- Opening Delimiter -

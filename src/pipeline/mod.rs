//! Message orchestration
//!
//! Routes each incoming message to the voice, text or command flow and turns
//! every stage result into outgoing replies. Results already delivered are
//! never retracted when a later stage fails.

mod outcome;

use std::path::Path;
use std::sync::Arc;

pub use outcome::{FlowOutcome, Stage};

use crate::agent::ReplyEngine;
use crate::channels::{BotCommandKind, Channel, IncomingMessage, MessageKind};
use crate::voice::{AudioSource, Synthesizer, Transcriber};

/// Reply to `/start`
pub const GREETING: &str = "GREETINGS FELLOW HUMAN\n\nI'm a language model assistant. \
I can search the web and I understand voice messages. Ask me anything";

/// Reply to `/help`
pub const HELP_TEXT: &str = "I'm a language model assistant. I can search the web and I \
understand voice messages. Ask me anything";

/// Reply to empty or non-text messages
pub const TEXT_PROMPT: &str = "Please send a text message.";

/// Prefix of the voice transcription acknowledgment
pub const TRANSCRIPTION_PREFIX: &str = "Transcription: ";

pub const FETCH_ERROR: &str =
    "Whoops! There was an error while downloading your voice message. See logs for details.";

pub const TRANSCRIPTION_ERROR: &str =
    "Whoops! There was an error while transcribing your voice message. See logs for details.";

/// Reply failure in the voice flow (no detail)
pub const VOICE_REPLY_ERROR: &str = "Whoops! There was an error while talking to OpenAI. See logs for details.";

/// Reply failure in the text flow, followed by the JSON diagnostic
pub const TEXT_REPLY_ERROR_PREFIX: &str = "Whoops! There was an error while talking to OpenAI. Error: ";

pub const SYNTHESIS_ERROR: &str =
    "Whoops! There was an error while synthesizing the response. See logs for details.";

/// Shown in place of a diagnostic the backend did not provide
const NO_DIAGNOSTIC: &str = "Unable to extract error";

/// Text-flow error reply carrying the backend diagnostic as JSON
#[must_use]
pub fn text_reply_error(diagnostic: Option<&serde_json::Value>) -> String {
    let detail = diagnostic.map_or_else(
        || serde_json::Value::String(NO_DIAGNOSTIC.to_string()).to_string(),
        serde_json::Value::to_string,
    );
    format!("{TEXT_REPLY_ERROR_PREFIX}{detail}")
}

/// Per-message pipeline over the transport and the four backends
pub struct Orchestrator {
    channel: Arc<dyn Channel>,
    fetcher: Arc<dyn AudioSource>,
    transcriber: Arc<dyn Transcriber>,
    engine: Arc<dyn ReplyEngine>,
    synthesizer: Arc<dyn Synthesizer>,
}

impl Orchestrator {
    #[must_use]
    pub fn new(
        channel: Arc<dyn Channel>,
        fetcher: Arc<dyn AudioSource>,
        transcriber: Arc<dyn Transcriber>,
        engine: Arc<dyn ReplyEngine>,
        synthesizer: Arc<dyn Synthesizer>,
    ) -> Self {
        Self {
            channel,
            fetcher,
            transcriber,
            engine,
            synthesizer,
        }
    }

    /// Process one message to completion
    ///
    /// Never fails: every stage error becomes a reply to the user and a
    /// terminal [`FlowOutcome`].
    pub async fn handle(&self, msg: &IncomingMessage) -> FlowOutcome {
        let chat_id = msg.chat_id.as_str();

        let outcome = match &msg.kind {
            MessageKind::Voice { handle, mime_hint } => {
                tracing::info!(chat_id, sender = %msg.sender_name, handle = %handle, "voice message received");
                self.voice_flow(chat_id, handle, mime_hint.as_deref()).await
            }
            MessageKind::Text { body } => {
                tracing::info!(chat_id, sender = %msg.sender_name, "text message received");
                self.text_flow(chat_id, body).await
            }
            MessageKind::Command(command) => {
                tracing::info!(chat_id, command = ?command, "command received");
                self.command_flow(chat_id, *command).await
            }
            MessageKind::Unsupported => {
                tracing::info!(chat_id, "unsupported message received");
                self.send(chat_id, TEXT_PROMPT).await;
                FlowOutcome::Prompted
            }
        };

        match outcome.failed_stage() {
            Some(stage) => tracing::warn!(chat_id, message_id = %msg.id, %stage, ?outcome, "flow ended early"),
            None => tracing::debug!(chat_id, message_id = %msg.id, ?outcome, "flow finished"),
        }
        outcome
    }

    async fn voice_flow(&self, chat_id: &str, handle: &str, mime_hint: Option<&str>) -> FlowOutcome {
        self.typing(chat_id).await;

        // Dropped when this function returns, removing the file
        let audio = match self.fetcher.fetch(handle, mime_hint).await {
            Ok(audio) => audio,
            Err(e) => {
                tracing::error!(chat_id, stage = %Stage::Downloading, error = %e, "voice download failed");
                self.send(chat_id, FETCH_ERROR).await;
                return FlowOutcome::Failed { stage: Stage::Downloading };
            }
        };

        let transcription = match self.transcriber.transcribe(audio.path()).await {
            Ok(text) => text,
            Err(e) => {
                tracing::error!(chat_id, stage = %Stage::Transcribing, error = %e, "transcription failed");
                self.send(chat_id, TRANSCRIPTION_ERROR).await;
                return FlowOutcome::Failed { stage: Stage::Transcribing };
            }
        };

        self.send(chat_id, &format!("{TRANSCRIPTION_PREFIX}{transcription}")).await;
        self.typing(chat_id).await;

        let answer = match self.engine.respond(chat_id, &transcription).await {
            Ok(answer) => answer,
            Err(e) => {
                tracing::error!(
                    chat_id,
                    stage = %Stage::Replying,
                    error = %e,
                    diagnostic = ?e.diagnostic(),
                    "reply failed"
                );
                self.send(chat_id, VOICE_REPLY_ERROR).await;
                return FlowOutcome::AbortedAfterPartialSuccess { stage: Stage::Replying };
            }
        };

        self.send(chat_id, &answer).await;

        let speech = match self.synthesizer.synthesize(&answer).await {
            Ok(speech) => speech,
            Err(e) => {
                tracing::error!(chat_id, stage = %Stage::Synthesizing, error = %e, "speech synthesis failed");
                self.send(chat_id, SYNTHESIS_ERROR).await;
                return FlowOutcome::AbortedAfterPartialSuccess { stage: Stage::Synthesizing };
            }
        };

        self.typing(chat_id).await;
        self.send_voice(chat_id, speech.path(), &speech.file_name()).await;
        FlowOutcome::Done
    }

    async fn text_flow(&self, chat_id: &str, body: &str) -> FlowOutcome {
        if body.trim().is_empty() {
            self.send(chat_id, TEXT_PROMPT).await;
            return FlowOutcome::Prompted;
        }

        self.typing(chat_id).await;

        match self.engine.respond(chat_id, body).await {
            Ok(answer) => {
                self.send(chat_id, &answer).await;
                FlowOutcome::Done
            }
            Err(e) => {
                let diagnostic = e.diagnostic();
                tracing::error!(chat_id, stage = %Stage::Replying, error = %e, ?diagnostic, "reply failed");
                self.send(chat_id, &text_reply_error(diagnostic)).await;
                FlowOutcome::Failed { stage: Stage::Replying }
            }
        }
    }

    async fn command_flow(&self, chat_id: &str, command: BotCommandKind) -> FlowOutcome {
        let text = match command {
            BotCommandKind::Start => GREETING,
            BotCommandKind::Help => HELP_TEXT,
        };
        self.send(chat_id, text).await;
        FlowOutcome::Done
    }

    async fn send(&self, chat_id: &str, text: &str) {
        if let Err(e) = self.channel.send_text(chat_id, text).await {
            tracing::warn!(chat_id, channel = self.channel.name(), error = %e, "failed to send reply");
        }
    }

    async fn send_voice(&self, chat_id: &str, path: &Path, display_name: &str) {
        if let Err(e) = self.channel.send_voice_file(chat_id, path, display_name).await {
            tracing::warn!(chat_id, channel = self.channel.name(), error = %e, "failed to send voice reply");
        }
    }

    async fn typing(&self, chat_id: &str) {
        if let Err(e) = self.channel.send_typing(chat_id).await {
            tracing::debug!(chat_id, error = %e, "failed to send typing indicator");
        }
    }
}

#[cfg(test)]
mod tests {
    use super::*;

    #[test]
    fn text_error_embeds_diagnostic_json() {
        let diagnostic = serde_json::json!({"message": "quota", "code": "insufficient_quota"});
        let reply = text_reply_error(Some(&diagnostic));
        let json = reply.strip_prefix(TEXT_REPLY_ERROR_PREFIX).unwrap();
        assert_eq!(serde_json::from_str::<serde_json::Value>(json).unwrap(), diagnostic);
    }

    #[test]
    fn text_error_without_diagnostic() {
        assert_eq!(
            text_reply_error(None),
            format!("{TEXT_REPLY_ERROR_PREFIX}\"Unable to extract error\"")
        );
    }
}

- Closing Delimiter -

Description of the task. The required output is each line of the entries that contains the word "search".

Result.
I can search the web and I understand voice messages. Ask me anything";
pub const HELP_TEXT: &str = "I'm a language model assistant. I can search the web and I \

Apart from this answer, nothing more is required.